TIP: Dandelion Honey

Ingredients:

1 small basket of dandelions (about 300g of dandelion flowers)
fresh lemon juice
1 bio orange
1 litre of water
1 kg of cane or coconut sugar

Gather dandelion flowers, preferable in the morning after the dew is gone. Don’t wash it - or you lose pollen grains, just be aware of the little insects :). Place the flowers in a cooking pot, add orange and lemon juice, grated peel of orange and water. Boil it for 10 minutes till the water gets light brown colour. Then let it cold for one day in a dark and cool place. Strain, add sugar and boil for another 30 minutes till it reaches the consistency of syrup. Boil it under permanent stirring till it become thick, then pour into jars. Close with caps and put the jars bottom up.

Wild Garlic

Wild garlic is a herb with an underground bulb. It’s abundant in moist areas of woods and forests, especially in meadows where literally plantations of wild garlic are found. It is one of the most popular spring detoxification herbs. We can use stems and leaves into salad, to make pesto, smoothie, creamy soup or garlic oil. It helps to a better digestion and free intestinal passage, it relieves muscle cramps and it also improves our immunity.
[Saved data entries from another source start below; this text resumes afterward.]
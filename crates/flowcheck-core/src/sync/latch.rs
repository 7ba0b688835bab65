//! One-shot open/closed latch.

use std::{
    sync::Arc,
    time::{Duration, Instant},
};

use parking_lot::{Condvar, Mutex};

use crate::{env::TestEnvironment, error::Failure};

/// Binary latch: open until [`Latch::close`] is called.
///
/// Closing is idempotent. [`Latch::reopen`] resets it explicitly.
pub struct Latch {
    env: Arc<TestEnvironment>,
    closed: Mutex<bool>,
    changed: Condvar,
}

impl Latch {
    /// Create an open latch.
    pub fn new(env: Arc<TestEnvironment>) -> Self {
        Self { env, closed: Mutex::new(false), changed: Condvar::new() }
    }

    /// Close the latch and wake every waiter.
    pub fn close(&self) {
        *self.closed.lock() = true;
        self.changed.notify_all();
    }

    /// Return the latch to the open state.
    pub fn reopen(&self) {
        *self.closed.lock() = false;
    }

    /// Returns true once the latch has been closed.
    pub fn is_closed(&self) -> bool {
        *self.closed.lock()
    }

    /// Wait up to the default timeout for the latch to close.
    pub fn expect_close(&self, message: &str) -> Result<(), Failure> {
        self.expect_close_within(self.env.default_timeout(), message)
    }

    /// Wait up to `timeout` for the latch to close.
    pub fn expect_close_within(&self, timeout: Duration, message: &str) -> Result<(), Failure> {
        let deadline = Instant::now() + timeout;
        let mut closed = self.closed.lock();
        while !*closed {
            if self.changed.wait_until(&mut closed, deadline).timed_out() {
                break;
            }
        }

        if *closed {
            Ok(())
        } else {
            drop(closed);
            Err(self.env.flop_and_fail(format!("{message} within {} ms", timeout.as_millis())))
        }
    }

    /// Record a failure unless the latch is still open.
    ///
    /// Non-blocking and safe on callback threads. Returns whether the latch
    /// was open.
    pub fn assert_open(&self, message: &str) -> bool {
        let open = !self.is_closed();
        if !open {
            self.env.flop(message);
        }
        open
    }

    /// Record a failure unless the latch is already closed.
    ///
    /// Non-blocking and safe on callback threads. Returns whether the latch
    /// was closed.
    pub fn assert_closed(&self, message: &str) -> bool {
        let closed = self.is_closed();
        if !closed {
            self.env.flop(message);
        }
        closed
    }
}

#[cfg(test)]
mod tests {
    use super::*;
    use crate::env::EnvironmentConfig;

    fn env() -> Arc<TestEnvironment> {
        TestEnvironment::new(
            EnvironmentConfig::default().with_default_timeout(Duration::from_millis(40)),
        )
    }

    #[test]
    fn close_from_other_thread_releases_waiter() {
        let env = env();
        let latch = Arc::new(Latch::new(Arc::clone(&env)));
        let closer = Arc::clone(&latch);

        let handle = std::thread::spawn(move || {
            std::thread::sleep(Duration::from_millis(5));
            closer.close();
        });

        latch.expect_close_within(Duration::from_secs(1), "latch never closed").unwrap();
        handle.join().unwrap();
        assert!(env.verify_no_async_errors_no_delay().is_ok());
    }

    #[test]
    fn expect_close_times_out_with_flop() {
        let env = env();
        let latch = Latch::new(Arc::clone(&env));

        let err = latch.expect_close("latch never closed").unwrap_err();

        assert_eq!(err.to_string(), "latch never closed within 40 ms");
        assert_eq!(env.async_error_count(), 1);
    }

    #[test]
    fn state_assertions_flop_without_blocking() {
        let env = env();
        let latch = Latch::new(Arc::clone(&env));

        assert!(latch.assert_open("should be open"));
        assert!(!latch.assert_closed("not closed yet"));
        latch.close();
        latch.close();
        assert!(latch.assert_closed("should be closed"));
        assert!(!latch.assert_open("already closed"));

        let messages: Vec<_> = env.async_errors().iter().map(ToString::to_string).collect();
        assert_eq!(messages, vec!["not closed yet", "already closed"]);
    }

    #[test]
    fn reopen_resets() {
        let latch = Latch::new(env());
        latch.close();
        assert!(latch.is_closed());
        latch.reopen();
        assert!(!latch.is_closed());
    }
}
It has fungicidal and bactericidal effects so it kills fungus and bacteria and also intestinal parasites. It cleanses kidney, urinary bladder and blood vessels because it dissolves calcium deposits. It’s definitely worth going for a trip to a forest and get some of this powerful herb to your plate!

TIP: Wild Garic Pesto

Ingredients:

2 bunches of wild garlic
50 g olive oil
1 handful of cashew nuts, almonds, pine nuts or walnuts
1 handful of young dandelion leaves
salt

Wash wild garlic with water and mix the leaves with nuts while gradually adding oil. Finally, add some salt. Store in a fridge covered with olive oil or use directly into our food, for example into spaghetti.

TIP: Wild Garlic Oil
Cut two bunches of wild garlic into small pieces, press it into a dark glass bottle and pour on a good quality olive oil. The leaves shouldn’t be tight in the bottle. Put the bottle in a dark cool place and let macerate for 3 weeks. Then strain the oil and the work is done. Use the oil for seasoning your salads, into marinades or everywhere else a fine aroma and taste of garlic is desired.